Supplementary Figure 1: Mesp1-rtTA/tetO-Cre transgenic mice induced Cre expression similarly to Mesp1-Cre Knock-in mice.

(a,b) Sections of E12.5 Mesp1-Cre/Rosa-tdTomato (a) and Mesp1-rtTA/TetO-Cre/Rosa-tdTomato hearts (induced by Dox administration between E6.25 and E7.5) (b) and co-stained with DAPI. Both transgenic hearts have a similar expression of the tdTomato with a negative region in the OFT that derive from Mesp1 negative neural crest cells (asterisks). c–e Doxycycline injection has no effect on Mesp1 expression during early mouse embryonic development. (c–d) In situ hybridization for Mesp1 expression in early embryo at E6.5. The detection of Mesp1 mRNA in the primitive streak (PS) and the nascent lateral mesoderm is similar in embryo that did not receive DOX (c) and in embryos injected with DOX (+ DOX) (d).
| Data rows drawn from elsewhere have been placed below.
//! Integration tests for the session channel against a scripted fake service

mod common;

use std::sync::Arc;
use std::time::Duration;

use common::{FakeService, eventually, fast_settings, wait_for};
use region_watch::channel::{ChannelState, Credentials, FaultReason, GeminiLiveProtocol, SessionChannel};
use region_watch::config::ChannelSettings;
use region_watch::processing::encoder::JPEG_MIME;
use region_watch::{EncodedPayload, ResponseSink, WatchError};

fn payload(sequence: u64) -> EncodedPayload {
    EncodedPayload {
        bytes: vec![0xFF, 0xD8, 0xFF, 0xD9],
        mime_type: JPEG_MIME,
        sequence,
        width: 4,
        height: 4,
        quality: 85,
    }
}

fn channel_with(service: &Arc<FakeService>, settings: ChannelSettings) -> (SessionChannel, Arc<ResponseSink>) {
    let sink = Arc::new(ResponseSink::new());
    let channel = SessionChannel::new(
        service.connector(),
        Arc::new(GeminiLiveProtocol::new("gemini-2.0-flash-exp")),
        sink.clone(),
        settings,
    );
    (channel, sink)
}

fn texts(sink: &ResponseSink) -> Vec<String> {
    sink.fragments().into_iter().map(|f| f.text).collect()
}

#[tokio::test]
async fn test_frames_arrive_in_send_order() {
    let service = FakeService::new();
    let (channel, _) = channel_with(&service, fast_settings(3));
    channel.connect(Credentials::new("valid")).await.unwrap();
    assert_eq!(channel.state(), ChannelState::Streaming);

    for seq in 1..=6 {
        let delivery = channel.send(payload(seq), &format!("frame-{}", seq)).unwrap();
        assert_eq!(delivery.sequence(), seq);
        delivery.await.unwrap();
    }

    let expected: Vec<String> = (1..=6).map(|s| format!("frame-{}", s)).collect();
    assert_eq!(service.prompts(), expected);
    assert_eq!(channel.stats().frames_written, 6);
    channel.close().await;
}

#[tokio::test]
async fn test_replies_flow_while_writes_are_stalled() {
    let service = FakeService::new();
    let (channel, sink) = channel_with(&service, fast_settings(3));
    channel.connect(Credentials::new("valid")).await.unwrap();

    service.set_stalled(true);
    let mut first = channel.send(payload(1), "describe").unwrap();
    // Writer holds frame 1; the queue takes one more and refuses the next.
    eventually(|| channel.send(payload(2), "describe").is_ok()).await;
    let refused = channel.send(payload(3), "describe").unwrap_err();
    assert!(matches!(refused, WatchError::SendDropped { sequence: Some(3), .. }));

    service.reply(&["A terminal", " window"]);
    service.reply(&["with a build error"]);
    eventually(|| sink.len() == 3).await;
    assert_eq!(texts(&sink), ["A terminal", " window", "with a build error"]);
    assert!(
        tokio::time::timeout(Duration::from_millis(50), &mut first)
            .await
            .is_err(),
        "write completed while stalled"
    );

    service.set_stalled(false);
    first.await.unwrap();
    eventually(|| service.frames().len() == 2).await;
    assert_eq!(channel.stats().fragments_received, 3);
    channel.close().await;
}

#[tokio::test]
async fn test_connect_retries_within_budget() {
    let service = FakeService::new();
    service.fail_next_connects(2);
    let (channel, _) = channel_with(&service, fast_settings(5));

    channel.connect(Credentials::new("valid")).await.unwrap();
    assert_eq!(channel.state(), ChannelState::Streaming);
    assert_eq!(service.connect_calls(), 3);
    channel.close().await;
}

#[tokio::test]
async fn test_connect_gives_up_when_budget_spent() {
    let service = FakeService::new();
    service.fail_next_connects(5);
    let (channel, _) = channel_with(&service, fast_settings(5));

    let err = channel.connect(Credentials::new("valid")).await.unwrap_err();
    assert!(matches!(err, WatchError::ConnectionLost { attempts: 5, .. }));
    assert!(matches!(
        channel.state(),
        ChannelState::Faulted(FaultReason::ConnectionLost { attempts: 5, .. })
    ));
    assert_eq!(service.connect_calls(), 5);

    // A faulted channel can be closed and reconnected.
    channel.close().await;
    assert_eq!(channel.state(), ChannelState::Disconnected);
    channel.connect(Credentials::new("valid")).await.unwrap();
    assert_eq!(channel.state(), ChannelState::Streaming);
    channel.close().await;
}

#[tokio::test]
async fn test_auth_rejection_is_not_retried() {
    let service = FakeService::new();
    service.reject_auth();
    let (channel, _) = channel_with(&service, fast_settings(5));

    let err = channel.connect(Credentials::new("invalid")).await.unwrap_err();
    assert!(matches!(err, WatchError::Auth { .. }));
    assert!(matches!(
        channel.state(),
        ChannelState::Faulted(FaultReason::AuthRejected(_))
    ));
    assert_eq!(service.connect_calls(), 1);
}

#[tokio::test]
async fn test_reconnects_after_connection_drop() {
    let service = FakeService::new();
    let (channel, sink) = channel_with(&service, fast_settings(5));
    channel.connect(Credentials::new("valid")).await.unwrap();
    channel.send(payload(1), "before").unwrap().await.unwrap();

    let mut states = channel.subscribe();
    service.fail_next_connects(1);
    service.drop_connection();
    wait_for(&mut states, |s| *s == ChannelState::Connecting).await;
    wait_for(&mut states, |s| *s == ChannelState::Streaming).await;
    assert_eq!(channel.stats().reconnects, 1);
    assert_eq!(service.connect_calls(), 3);

    channel.send(payload(2), "after").unwrap().await.unwrap();
    assert_eq!(service.prompts(), ["before", "after"]);

    service.reply(&["still watching"]);
    eventually(|| sink.len() == 1).await;
    channel.close().await;
}

#[tokio::test]
async fn test_send_refused_unless_streaming() {
    let service = FakeService::new();
    let (channel, _) = channel_with(&service, fast_settings(3));

    let err = channel.send(payload(7), "describe").unwrap_err();
    assert!(matches!(err, WatchError::SendDropped { sequence: Some(7), .. }));
    assert!(service.frames().is_empty());
}

#[tokio::test]
async fn test_close_is_idempotent() {
    let service = FakeService::new();
    let (channel, _) = channel_with(&service, fast_settings(3));

    channel.close().await;
    assert_eq!(channel.state(), ChannelState::Disconnected);

    channel.connect(Credentials::new("valid")).await.unwrap();
    channel.close().await;
    channel.close().await;
    assert_eq!(channel.state(), ChannelState::Disconnected);
    assert!(channel.send(payload(1), "late").is_err());
}

#[tokio::test]
async fn test_close_interrupts_backoff() {
    let service = FakeService::new();
    service.fail_next_connects(u32::MAX);
    let mut settings = fast_settings(1_000);
    settings.reconnect.initial_delay = Duration::from_millis(200);
    settings.reconnect.max_delay = Duration::from_secs(1);
    let (channel, _) = channel_with(&service, settings);
    let channel = Arc::new(channel);

    let connecting = {
        let channel = channel.clone();
        tokio::spawn(async move { channel.connect(Credentials::new("valid")).await })
    };
    eventually(|| service.connect_calls() >= 1).await;
    channel.close().await;

    let result = tokio::time::timeout(Duration::from_secs(2), connecting)
        .await
        .expect("connect did not observe close")
        .unwrap();
    assert!(matches!(result, Err(WatchError::Cancelled { .. })));
    assert_eq!(channel.state(), ChannelState::Disconnected);
}

#[tokio::test]
async fn test_faulted_channel_accepts_new_connect() {
    let service = FakeService::new();
    let (channel, sink) = channel_with(&service, fast_settings(2));
    channel.connect(Credentials::new("valid")).await.unwrap();

    let mut states = channel.subscribe();
    service.fail_next_connects(u32::MAX);
    service.drop_connection();
    wait_for(&mut states, |s| {
        matches!(s, ChannelState::Faulted(FaultReason::ConnectionLost { .. }))
    })
    .await;
    assert!(channel.send(payload(1), "late").is_err());

    // No close in between: the fault itself ends the old session.
    service.fail_next_connects(0);
    channel.connect(Credentials::new("valid")).await.unwrap();
    assert_eq!(channel.state(), ChannelState::Streaming);
    channel.send(payload(2), "again").unwrap().await.unwrap();
    assert_eq!(service.prompts(), ["again"]);

    service.reply(&["back online"]);
    eventually(|| sink.len() == 1).await;
    channel.close().await;
    assert_eq!(channel.state(), ChannelState::Disconnected);
}

#[tokio::test]
async fn test_connect_rejected_while_streaming() {
    let service = FakeService::new();
    let (channel, _) = channel_with(&service, fast_settings(3));
    channel.connect(Credentials::new("valid")).await.unwrap();

    let err = channel.connect(Credentials::new("valid")).await.unwrap_err();
    assert!(matches!(err, WatchError::AlreadyRunning { .. }));
    assert_eq!(service.connect_calls(), 1);
    channel.close().await;
}

#[tokio::test]
async fn test_auth_revoked_mid_session_is_terminal() {
    let service = FakeService::new();
    let (channel, _) = channel_with(&service, fast_settings(5));
    channel.connect(Credentials::new("valid")).await.unwrap();

    let mut states = channel.subscribe();
    service.revoke_auth();
    wait_for(&mut states, |s| {
        matches!(s, ChannelState::Faulted(FaultReason::AuthRejected(_)))
    })
    .await;

    tokio::time::sleep(Duration::from_millis(100)).await;
    assert_eq!(service.connect_calls(), 1);
    assert_eq!(channel.stats().reconnects, 0);
    assert!(matches!(
        channel.state(),
        ChannelState::Faulted(FaultReason::AuthRejected(_))
    ));
    channel.close().await;
    assert_eq!(channel.state(), ChannelState::Disconnected);
}

#[tokio::test]
async fn test_setup_rejection_is_not_retried() {
    let service = FakeService::new();
    service.reject_model();
    let (channel, _) = channel_with(&service, fast_settings(5));

    let err = channel.connect(Credentials::new("valid")).await.unwrap_err();
    assert!(matches!(err, WatchError::Protocol { .. }));
    assert!(matches!(
        channel.state(),
        ChannelState::Faulted(FaultReason::SetupRejected(_))
    ));
    assert_eq!(service.connect_calls(), 1);
}

#[tokio::test]
async fn test_stalled_write_times_out_and_reconnects() {
    let service = FakeService::new();
    let mut settings = fast_settings(5);
    settings.send_timeout = Duration::from_millis(100);
    let (channel, _) = channel_with(&service, settings);
    channel.connect(Credentials::new("valid")).await.unwrap();

    service.set_stalled(true);
    let delivery = channel.send(payload(1), "stuck").unwrap();
    let err = delivery.await.unwrap_err();
    assert!(matches!(err, WatchError::SendDropped { sequence: Some(1), .. }));

    eventually(|| channel.stats().reconnects == 1).await;
    let mut states = channel.subscribe();
    wait_for(&mut states, |s| *s == ChannelState::Streaming).await;
    assert_eq!(service.connect_calls(), 2);

    service.set_stalled(false);
    channel.send(payload(2), "after").unwrap().await.unwrap();
    assert_eq!(service.prompts(), ["after"]);
    channel.close().await;
}

#[tokio::test]
async fn test_rotation_does_not_spend_retry_budget() {
    let service = FakeService::new();
    // A budget of one attempt: any rotation counted as a failure would fault.
    let mut settings = fast_settings(1);
    settings.rotate_after = Some(Duration::from_millis(150));
    let (channel, sink) = channel_with(&service, settings);
    channel.connect(Credentials::new("valid")).await.unwrap();

    eventually(|| channel.stats().reconnects >= 3).await;
    assert!(service.connect_calls() >= 4);
    assert!(!matches!(channel.state(), ChannelState::Faulted(_)));

    let mut states = channel.subscribe();
    wait_for(&mut states, |s| *s == ChannelState::Streaming).await;
    // Re-send if a rotation swallowed the reply on a closing link.
    eventually(|| {
        if sink.is_empty() {
            service.reply(&["after rotation"]);
        }
        !sink.is_empty()
    })
    .await;
    assert_eq!(texts(&sink)[0], "after rotation");
    channel.close().await;
    assert_eq!(channel.state(), ChannelState::Disconnected);
}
A, anterior; P, posterior. e Expression of Mesp1 analysed by RT-qPCR in early embryos (E6.75) without (n = 9) or after doxycycline injections (n = 6). These data show no difference in Mesp1 expression after DOX injection. (f–g) In situ hybridization for Cre expression in early embryos at E6.75. The detection of Cre mRNA in the primitive streak (PS) and the nascent lateral mesoderm is similar in Mesp1-Cre knock-in (f) and in Mesp1-rtTA/TetO-Cre transgenic embryos injected with DOX at E6.25 (+ DOX) (g). Cre expression is similar to the endogenous Mesp1 expression in wild type embryos (h). A, anterior; P, posterior. Scale bar, 500 μm.